Ok, so it’s really all just a bunch of arbitrarily assigned numbers used for keeping track of what day it is, how old we are, and when it is time to pay our water bill or taxes. Really, with the increase in international trade and the spread of the idea of a truly global economy, it seems to me that we should adopt a new calendar for official functions while leaving the old calendars alone for marking festivals and such.

My lowly proposal: a calendar based solely on a solar year of 365.2425 days, beginning at the start of the Unix “epoch” (1/1/1970) and continuing as follows:

A 7-day week seen as starting on Monday and ending on Sunday (c’mon – that’s how we do business, right?)

13 months of 28 days (4 weeks) – yes I know that’s only 364 days – keep reading:

A hollow-day (yes, as in empty) which falls between the end of one year and the start of the next – no need to make it a national holiday – since it is kind of a non-day and would not even fall within a normal week – just call it Hollowday.

A leap-day calculated as per the Gregorian – as an extra Hollowday.

Since this calendar does not take into consideration the moon phases and run the alternating 29-30 day cycle for months with all the contortionistic math required to make it work, this is not a lunisolar calendar, but is solar in the sense that the seasonal changes will always fall very close to the same day (no “seasonal creep”).

As far as naming the months go I leave that as an excercise for someone else, I am satisfied to simply refer to them as roman numerals.
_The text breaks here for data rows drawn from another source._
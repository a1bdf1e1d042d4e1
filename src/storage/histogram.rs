use serde::Serialize;
use tracing::{info, warn};

/// Levels at or above this are not bucketed by default.
pub const DEFAULT_MAX_TRACKED_LEVEL: usize = 20;

/// Per-level node counts gathered during a tape scan.
///
/// A healthy hierarchy decays roughly geometrically from level 0 upward.
/// The histogram is diagnostic only; nothing gates on it.
#[derive(Clone, Debug, PartialEq, Eq)]
pub struct LevelHistogram {
    buckets: Vec<u64>,
    anomalous: u64,
}

/// Serializable snapshot of a [`LevelHistogram`].
#[derive(Clone, Debug, Serialize)]
pub struct HistogramReport {
    /// Count per level, index = level.
    pub buckets: Vec<u64>,
    /// Nodes whose level was at or above the tracked ceiling.
    pub anomalous: u64,
    /// All observed nodes.
    pub total: u64,
}

impl LevelHistogram {
    /// Creates a histogram that tracks levels below `max_tracked_level`.
    pub fn new(max_tracked_level: usize) -> Self {
        Self {
            buckets: vec![0; max_tracked_level],
            anomalous: 0,
        }
    }

    /// Records one node.
    pub fn observe(&mut self, level: u32) {
        match self.buckets.get_mut(level as usize) {
            Some(bucket) => *bucket += 1,
            None => {
                self.anomalous += 1;
                warn!(
                    level,
                    ceiling = self.buckets.len(),
                    "tape.histogram.large_level"
                );
            }
        }
    }

    /// Count recorded for `level`.
    pub fn count(&self, level: usize) -> u64 {
        self.buckets.get(level).copied().unwrap_or(0)
    }

    /// Nodes excluded from the buckets.
    pub fn anomalous(&self) -> u64 {
        self.anomalous
    }

    /// Sum of all buckets.
    pub fn bucketed(&self) -> u64 {
        self.buckets.iter().sum()
    }

    /// The tracked ceiling.
    pub fn max_tracked_level(&self) -> usize {
        self.buckets.len()
    }

    /// Logs one event per level and returns the counts.
    pub fn report(&self) -> HistogramReport {
        for (level, count) in self.buckets.iter().enumerate() {
            info!(level, count, "tape.histogram.level");
        }
        if self.anomalous > 0 {
            info!(anomalous = self.anomalous, "tape.histogram.anomalous");
        }
        self.snapshot()
    }

    /// Returns the counts without logging.
    pub fn snapshot(&self) -> HistogramReport {
        HistogramReport {
            buckets: self.buckets.clone(),
            anomalous: self.anomalous,
            total: self.bucketed() + self.anomalous,
        }
    }
}

impl Default for LevelHistogram {
    fn default() -> Self {
        Self::new(DEFAULT_MAX_TRACKED_LEVEL)
    }
}
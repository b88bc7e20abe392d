//! Content hashing for change detection.

/// 64-bit fingerprint of `bytes` (first 8 bytes of the blake3 digest).
pub fn compute(bytes: &[u8]) -> u64 {
    let digest = blake3::hash(bytes);
    let mut prefix = [0u8; 8];
    prefix.copy_from_slice(&digest.as_bytes()[..8]);
    u64::from_le_bytes(prefix)
}
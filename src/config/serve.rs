//! `[serve]` section: the preview server started by `folio serve`.

use super::defaults;
use educe::Educe;
use serde::{Deserialize, Serialize};

/// Where `folio serve` listens and whether it rebuilds on edits.
///
/// ```toml
/// [serve]
/// interface = "0.0.0.0"
/// port = 5277
/// watch = false
/// ```
///
/// `-i`, `-p` and `-w` on the command line take precedence.
#[derive(Debug, Clone, Educe, Serialize, Deserialize)]
#[educe(Default)]
#[serde(deny_unknown_fields)]
pub struct ServeConfig {
    /// Bind address; `0.0.0.0` exposes the preview on the LAN.
    #[serde(default = "defaults::serve::interface")]
    #[educe(Default = defaults::serve::interface())]
    pub interface: String,

    /// First port tried. Taken ports move on to the next one.
    #[serde(default = "defaults::serve::port")]
    #[educe(Default = defaults::serve::port())]
    pub port: u16,

    /// Rebuild when the data file, assets or `folio.toml` change.
    #[serde(default = "defaults::r#true")]
    #[educe(Default = true)]
    pub watch: bool,
}
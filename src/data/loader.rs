//! Candidate resolution with silent fallback.
//!
//! ```text
//! load_site_data()
//!     │
//!     └── resolve_site_data()          Result<SiteData, LoadError>
//!             │
//!             ├── fetch candidates[0] ──► parse ──► Ok
//!             ├── fetch candidates[1] ──► parse ──► Ok
//!             └── last error ──────────────────────► Err
//!
//!     Err ──► DEFAULT_SITE_DATA
//! ```

use super::{
    defaults::DEFAULT_SITE_DATA,
    error::LoadError,
    source::ContentSource,
    types::SiteData,
};
use crate::log;

/// Candidate locations covering root-level and one-level-nested pages.
///
/// Relative to the source base. For a file source rooted at the site root,
/// the second entry points at the root's parent directory.
pub const DEFAULT_CANDIDATES: &[&str] = &["data/data.json", "../data/data.json"];

/// Resolve site data, substituting the embedded default on any failure.
///
/// Never fails: callers get either the first parseable candidate or
/// [`DEFAULT_SITE_DATA`].
pub async fn load_site_data<S, C>(source: &S, candidates: &[C]) -> SiteData
where
    S: ContentSource + Sync,
    C: AsRef<str> + Sync,
{
    match resolve_site_data(source, candidates).await {
        Ok(data) => data,
        Err(err) => {
            log!("data"; "{err}, using embedded defaults");
            DEFAULT_SITE_DATA.clone()
        }
    }
}

/// Try each candidate in order and return the first one that parses.
///
/// Candidates are fetched one after another; a later candidate is only
/// requested once every earlier one has failed. The error of the last
/// attempted candidate is returned when all of them fail.
pub async fn resolve_site_data<S, C>(source: &S, candidates: &[C]) -> Result<SiteData, LoadError>
where
    S: ContentSource + Sync,
    C: AsRef<str> + Sync,
{
    let mut last_err = None;

    for candidate in candidates {
        let location = candidate.as_ref();
        match fetch_candidate(source, location).await {
            Ok(data) => return Ok(data),
            Err(err) => last_err = Some(err),
        }
    }

    Err(last_err.unwrap_or(LoadError::NoCandidates))
}

async fn fetch_candidate<S: ContentSource>(source: &S, location: &str) -> Result<SiteData, LoadError> {
    let body = source.fetch(location).await?;
    parse_site_data(&body, location)
}

/// Parse a payload, logging top-level keys it leaves out.
///
/// Any JSON object is accepted. Missing keys and oddly typed fields render as
/// empty sections; only bodies that fail to parse or are not objects fail.
pub fn parse_site_data(body: &[u8], location: &str) -> Result<SiteData, LoadError> {
    let value: serde_json::Value =
        serde_json::from_slice(body).map_err(|err| LoadError::Parse(location.to_owned(), err))?;

    if !value.is_object() {
        return Err(LoadError::NotObject(location.to_owned()));
    }

    let missing = missing_keys(&value);
    if !missing.is_empty() {
        log!("data"; "{location} is missing {}", missing.join(", "));
    }

    serde_json::from_value(value).map_err(|err| LoadError::Parse(location.to_owned(), err))
}

/// Top-level [`SiteData::KEYS`] absent from a parsed payload.
pub fn missing_keys(value: &serde_json::Value) -> Vec<&'static str> {
    SiteData::KEYS
        .iter()
        .copied()
        .filter(|key| value.get(*key).is_none())
        .collect()
}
It would also mean you could write a date as Month-Week-Day like VIII-2-3 and know that it is referring to the second Wednesday in the eighth month. The long decimal form, of course, would be YYYY-MM-DD HH:mm:ss.ms.

I will name name the calendar though, and I think it should be a simple name – and keeping with the UTC model of time zones (where GMT = Z) I will call it the Z calendar.

Edit: I just realized – if we adopt this calendar right now we’ll be right on track – since the 2nd day of any month in the Z Calendar is a Tuesday!